** Opening Records to use block **
//! Password hashing.
//!
//! bcrypt is deliberately slow, so both hashing and verification run on the
//! blocking thread pool instead of stalling the async workers.

use thiserror::Error;

#[derive(Debug, Error)]
pub enum PasswordError {
    #[error("Password hashing failed: {0}")]
    Hash(#[from] bcrypt::BcryptError),

    #[error("Password hashing task failed: {0}")]
    Join(#[from] tokio::task::JoinError),
}

#[derive(Debug, Clone, Copy)]
pub struct PasswordHasher {
    cost: u32,
}

impl Default for PasswordHasher {
    fn default() -> Self {
        Self::new(bcrypt::DEFAULT_COST)
    }
}

impl PasswordHasher {
    pub fn new(cost: u32) -> Self {
        Self { cost }
    }

    pub async fn hash(&self, password: &str) -> Result<String, PasswordError> {
        let password = password.to_owned();
        let cost = self.cost;
        let hashed = tokio::task::spawn_blocking(move || bcrypt::hash(password, cost)).await??;
        Ok(hashed)
    }

    /// Returns `false` for a mismatch and for a malformed stored hash.
    pub async fn verify(&self, password: &str, hash: &str) -> Result<bool, PasswordError> {
        let password = password.to_owned();
        let hash = hash.to_owned();
        let outcome = tokio::task::spawn_blocking(move || bcrypt::verify(password, &hash)).await?;

        match outcome {
            Ok(matches) => Ok(matches),
            Err(err) => {
                tracing::warn!(error = %err, "stored password hash could not be verified");
                Ok(false)
            }
        }
    }
}
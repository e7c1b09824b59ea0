use std::collections::BTreeMap;
use std::sync::Arc;

use async_trait::async_trait;
use common::{BookId, UserId};
use tokio::sync::RwLock;

use super::{CartStore, Result, StoreError};
use crate::models::{Cart, CartId, CartItem, CartItemId};

#[derive(Debug, Default)]
struct Inner {
    carts: BTreeMap<CartId, Cart>,
    next_cart_id: i64,
    next_item_id: i64,
}

impl Inner {
    fn open_cart_mut(&mut self, user_id: UserId) -> Option<&mut Cart> {
        self.carts
            .values_mut()
            .find(|cart| cart.user_id == user_id && !cart.is_ordered)
    }
}

/// In-memory cart store used by tests.
#[derive(Debug, Clone, Default)]
pub struct InMemoryCartStore {
    inner: Arc<RwLock<Inner>>,
}

impl InMemoryCartStore {
    pub fn new() -> Self {
        Self::default()
    }
}

#[async_trait]
impl CartStore for InMemoryCartStore {
    async fn open_cart(&self, user_id: UserId) -> Result<Option<Cart>> {
        let inner = self.inner.read().await;
        Ok(inner
            .carts
            .values()
            .find(|cart| cart.user_id == user_id && !cart.is_ordered)
            .cloned())
    }

    async fn upsert_item(
        &self,
        user_id: UserId,
        book_id: BookId,
        quantity: i32,
        line_price: i64,
    ) -> Result<CartItem> {
        let mut inner = self.inner.write().await;

        if inner.open_cart_mut(user_id).is_none() {
            inner.next_cart_id += 1;
            let cart = Cart::new(CartId::new(inner.next_cart_id), user_id);
            inner.carts.insert(cart.id, cart);
        }
        inner.next_item_id += 1;
        let fresh_id = CartItemId::new(inner.next_item_id);

        let cart = inner
            .open_cart_mut(user_id)
            .ok_or(StoreError::CartNotFound)?;

        let mut updated = cart.clone();
        let item = match updated.items.iter_mut().find(|item| item.book_id == book_id) {
            Some(existing) => {
                existing.quantity = quantity;
                existing.price = line_price;
                existing.clone()
            }
            None => {
                let item = CartItem {
                    id: fresh_id,
                    cart_id: updated.id,
                    book_id,
                    quantity,
                    price: line_price,
                };
                updated.items.push(item.clone());
                item
            }
        };
        updated.recalculate_totals()?;
        *cart = updated;

        Ok(item)
    }

    async fn remove_item(&self, user_id: UserId, item_id: CartItemId) -> Result<()> {
        let mut inner = self.inner.write().await;
        let cart = inner
            .open_cart_mut(user_id)
            .ok_or(StoreError::CartNotFound)?;

        let position = cart
            .items
            .iter()
            .position(|item| item.id == item_id)
            .ok_or(StoreError::ItemNotFound)?;
        cart.items.remove(position);
        cart.recalculate_totals()?;
        Ok(())
    }

    async fn mark_ordered(&self, cart_id: CartId) -> Result<Cart> {
        let mut inner = self.inner.write().await;
        let cart = inner
            .carts
            .get_mut(&cart_id)
            .filter(|cart| !cart.is_ordered)
            .ok_or(StoreError::CartNotFound)?;
        cart.is_ordered = true;
        Ok(cart.clone())
    }

    async fn ordered_carts(&self, user_id: UserId) -> Result<Vec<Cart>> {
        let inner = self.inner.read().await;
        Ok(inner
            .carts
            .values()
            .filter(|cart| cart.user_id == user_id && cart.is_ordered)
            .cloned()
            .collect())
    }

    async fn latest_ordered_cart(&self, user_id: UserId) -> Result<Option<Cart>> {
        let inner = self.inner.read().await;
        Ok(inner
            .carts
            .values()
            .rev()
            .find(|cart| cart.user_id == user_id && cart.is_ordered)
            .cloned())
    }

    async fn delete_cart(&self, cart_id: CartId) -> Result<()> {
        self.inner
            .write()
            .await
            .carts
            .remove(&cart_id)
            .map(|_| ())
            .ok_or(StoreError::CartNotFound)
    }
}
** Closing Records to use block **
▶ [Activity]: Having gone through the data above, repeat it exactly.

▶ [Answer for this exercise]:
//! Password hashing.
//!
//! bcrypt is deliberately slow, so both hashing and verification run on the
//! blocking thread pool instead of stalling the async workers.

use thiserror::Error;

#[derive(Debug, Error)]
pub enum PasswordError {
    #[error("Password hashing failed: {0}")]
    Hash(#[from] bcrypt::BcryptError),

    #[error("Password hashing task failed: {0}")]
    Join(#[from] tokio::task::JoinError),
}

#[derive(Debug, Clone, Copy)]
pub struct PasswordHasher {
    cost: u32,
}

impl Default for PasswordHasher {
    fn default() -> Self {
        Self::new(bcrypt::DEFAULT_COST)
    }
}

impl PasswordHasher {
    pub fn new(cost: u32) -> Self {
        Self { cost }
    }

    pub async fn hash(&self, password: &str) -> Result<String, PasswordError> {
        let password = password.to_owned();
        let cost = self.cost;
        let hashed = tokio::task::spawn_blocking(move || bcrypt::hash(password, cost)).await??;
        Ok(hashed)
    }

    /// Returns `false` for a mismatch and for a malformed stored hash.
    pub async fn verify(&self, password: &str, hash: &str) -> Result<bool, PasswordError> {
        let password = password.to_owned();
        let hash = hash.to_owned();
        let outcome = tokio::task::spawn_blocking(move || bcrypt::verify(password, &hash)).await?;

        match outcome {
            Ok(matches) => Ok(matches),
            Err(err) => {
                tracing::warn!(error = %err, "stored password hash could not be verified");
                Ok(false)
            }
        }
    }
}
repository e7c1b09824b59ea0
use std::collections::BTreeMap;
use std::sync::Arc;

use async_trait::async_trait;
use common::{BookId, UserId};
use tokio::sync::RwLock;

use super::{CartStore, Result, StoreError};
use crate::models::{Cart, CartId, CartItem, CartItemId};

#[derive(Debug, Default)]
struct Inner {
    carts: BTreeMap<CartId, Cart>,
    next_cart_id: i64,
    next_item_id: i64,
}

impl Inner {
    fn open_cart_mut(&mut self, user_id: UserId) -> Option<&mut Cart> {
        self.carts
            .values_mut()
            .find(|cart| cart.user_id == user_id && !cart.is_ordered)
    }
}

/// In-memory cart store used by tests.
#[derive(Debug, Clone, Default)]
pub struct InMemoryCartStore {
    inner: Arc<RwLock<Inner>>,
}

impl InMemoryCartStore {
    pub fn new() -> Self {
        Self::default()
    }
}

#[async_trait]
impl CartStore for InMemoryCartStore {
    async fn open_cart(&self, user_id: UserId) -> Result<Option<Cart>> {
        let inner = self.inner.read().await;
        Ok(inner
            .carts
            .values()
            .find(|cart| cart.user_id == user_id && !cart.is_ordered)
            .cloned())
    }

    async fn upsert_item(
        &self,
        user_id: UserId,
        book_id: BookId,
        quantity: i32,
        line_price: i64,
    ) -> Result<CartItem> {
        let mut inner = self.inner.write().await;

        if inner.open_cart_mut(user_id).is_none() {
            inner.next_cart_id += 1;
            let cart = Cart::new(CartId::new(inner.next_cart_id), user_id);
            inner.carts.insert(cart.id, cart);
        }
        inner.next_item_id += 1;
        let fresh_id = CartItemId::new(inner.next_item_id);

        let cart = inner
            .open_cart_mut(user_id)
            .ok_or(StoreError::CartNotFound)?;

        let mut updated = cart.clone();
        let item = match updated.items.iter_mut().find(|item| item.book_id == book_id) {
            Some(existing) => {
                existing.quantity = quantity;
                existing.price = line_price;
                existing.clone()
            }
            None => {
                let item = CartItem {
                    id: fresh_id,
                    cart_id: updated.id,
                    book_id,
                    quantity,
                    price: line_price,
                };
                updated.items.push(item.clone());
                item
            }
        };
        updated.recalculate_totals()?;
        *cart = updated;

        Ok(item)
    }

    async fn remove_item(&self, user_id: UserId, item_id: CartItemId) -> Result<()> {
        let mut inner = self.inner.write().await;
        let cart = inner
            .open_cart_mut(user_id)
            .ok_or(StoreError::CartNotFound)?;

        let position = cart
            .items
            .iter()
            .position(|item| item.id == item_id)
            .ok_or(StoreError::ItemNotFound)?;
        cart.items.remove(position);
        cart.recalculate_totals()?;
        Ok(())
    }

    async fn mark_ordered(&self, cart_id: CartId) -> Result<Cart> {
        let mut inner = self.inner.write().await;
        let cart = inner
            .carts
            .get_mut(&cart_id)
            .filter(|cart| !cart.is_ordered)
            .ok_or(StoreError::CartNotFound)?;
        cart.is_ordered = true;
        Ok(cart.clone())
    }

    async fn ordered_carts(&self, user_id: UserId) -> Result<Vec<Cart>> {
        let inner = self.inner.read().await;
        Ok(inner
            .carts
            .values()
            .filter(|cart| cart.user_id == user_id && cart.is_ordered)
            .cloned()
            .collect())
    }

    async fn latest_ordered_cart(&self, user_id: UserId) -> Result<Option<Cart>> {
        let inner = self.inner.read().await;
        Ok(inner
            .carts
            .values()
            .rev()
            .find(|cart| cart.user_id == user_id && cart.is_ordered)
            .cloned())
    }

    async fn delete_cart(&self, cart_id: CartId) -> Result<()> {
        self.inner
            .write()
            .await
            .carts
            .remove(&cart_id)
            .map(|_| ())
            .ok_or(StoreError::CartNotFound)
    }
}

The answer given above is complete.